[Collected data entries]
════════
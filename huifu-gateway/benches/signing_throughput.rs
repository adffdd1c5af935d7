//! Benchmark suite for request signing.
//!
//! Measures:
//! - Canonical encoding across parameter set sizes
//! - RSA-SHA256 signing of a typical merchant configuration call
//! - Signature verification
//!
//! Run with: `cargo bench --bench signing_throughput`

#![allow(clippy::let_underscore_must_use, reason = "Criterion benchmarks ignore results")]
#![allow(missing_docs, reason = "Benchmark functions are self-documenting")]
#![allow(clippy::expect_used, reason = "Benchmark setup aborts on failure")]

use std::hint::black_box;

use criterion::{BenchmarkId, Criterion, criterion_group, criterion_main};
use huifu_gateway::{
    model::{Params, PrivateKeyMaterial},
    signing::{RequestSigner, SignatureVerifier, canonicalize, generate_test_key_pair},
};
use serde_json::{Value, json};

fn configure_params() -> Params {
    json!({
        "sys_id": "6666000000000001",
        "product_id": "PAYUN",
        "huifu_id": "6666000000000002",
        "req_seq_id": "1729238400123456a1b2c3d4",
        "req_date": "20241018",
        "wx_woa_app_id": "wx1234567890abcdef",
        "wx_woa_path": "pages/index/index",
        "fee_type": "02",
        "timestamp": "20241018120000",
    })
    .as_object()
    .cloned()
    .expect("object literal")
}

fn wide_params(width: usize) -> Params {
    (0..width)
        .map(|i| (format!("field_{i:04}"), Value::from(format!("value-{i}"))))
        .collect()
}

fn bench_canonicalize(c: &mut Criterion) {
    let mut group = c.benchmark_group("canonicalize");

    for width in [8, 64, 512] {
        let params = wide_params(width);
        group.bench_with_input(BenchmarkId::new("fields", width), &params, |b, params| {
            b.iter(|| black_box(canonicalize(black_box(params))));
        });
    }

    group.finish();
}

fn bench_sign(c: &mut Criterion) {
    let _ = tracing_subscriber::fmt().with_max_level(tracing::Level::ERROR).try_init();

    let pair = generate_test_key_pair(2048).expect("key generation");
    let signer = RequestSigner::from_key_material(&PrivateKeyMaterial::new(pair.private_key_pem))
        .expect("signer");
    let params = configure_params();

    c.bench_function("sign_configure_merchant", |b| {
        b.iter(|| black_box(signer.sign(black_box(&params))));
    });
}

fn bench_verify(c: &mut Criterion) {
    let pair = generate_test_key_pair(2048).expect("key generation");
    let signer = RequestSigner::from_key_material(&PrivateKeyMaterial::new(pair.private_key_pem))
        .expect("signer");
    let verifier = SignatureVerifier::from_public_key(&pair.public_key_pem).expect("verifier");
    let params = configure_params();
    let signature = signer.sign(&params).expect("signature");

    c.bench_function("verify_configure_merchant", |b| {
        b.iter(|| black_box(verifier.verify(black_box(&params), black_box(&signature))));
    });
}

criterion_group!(benches, bench_canonicalize, bench_sign, bench_verify);
criterion_main!(benches);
════════
**WHAT YOU SHOULD DO:**
Whenever a line above includes "Value", copy it in full.

**SOLUTION TO THIS TASK:**
use serde_json::{Value, json};
        .map(|i| (format!("field_{i:04}"), Value::from(format!("value-{i}"))))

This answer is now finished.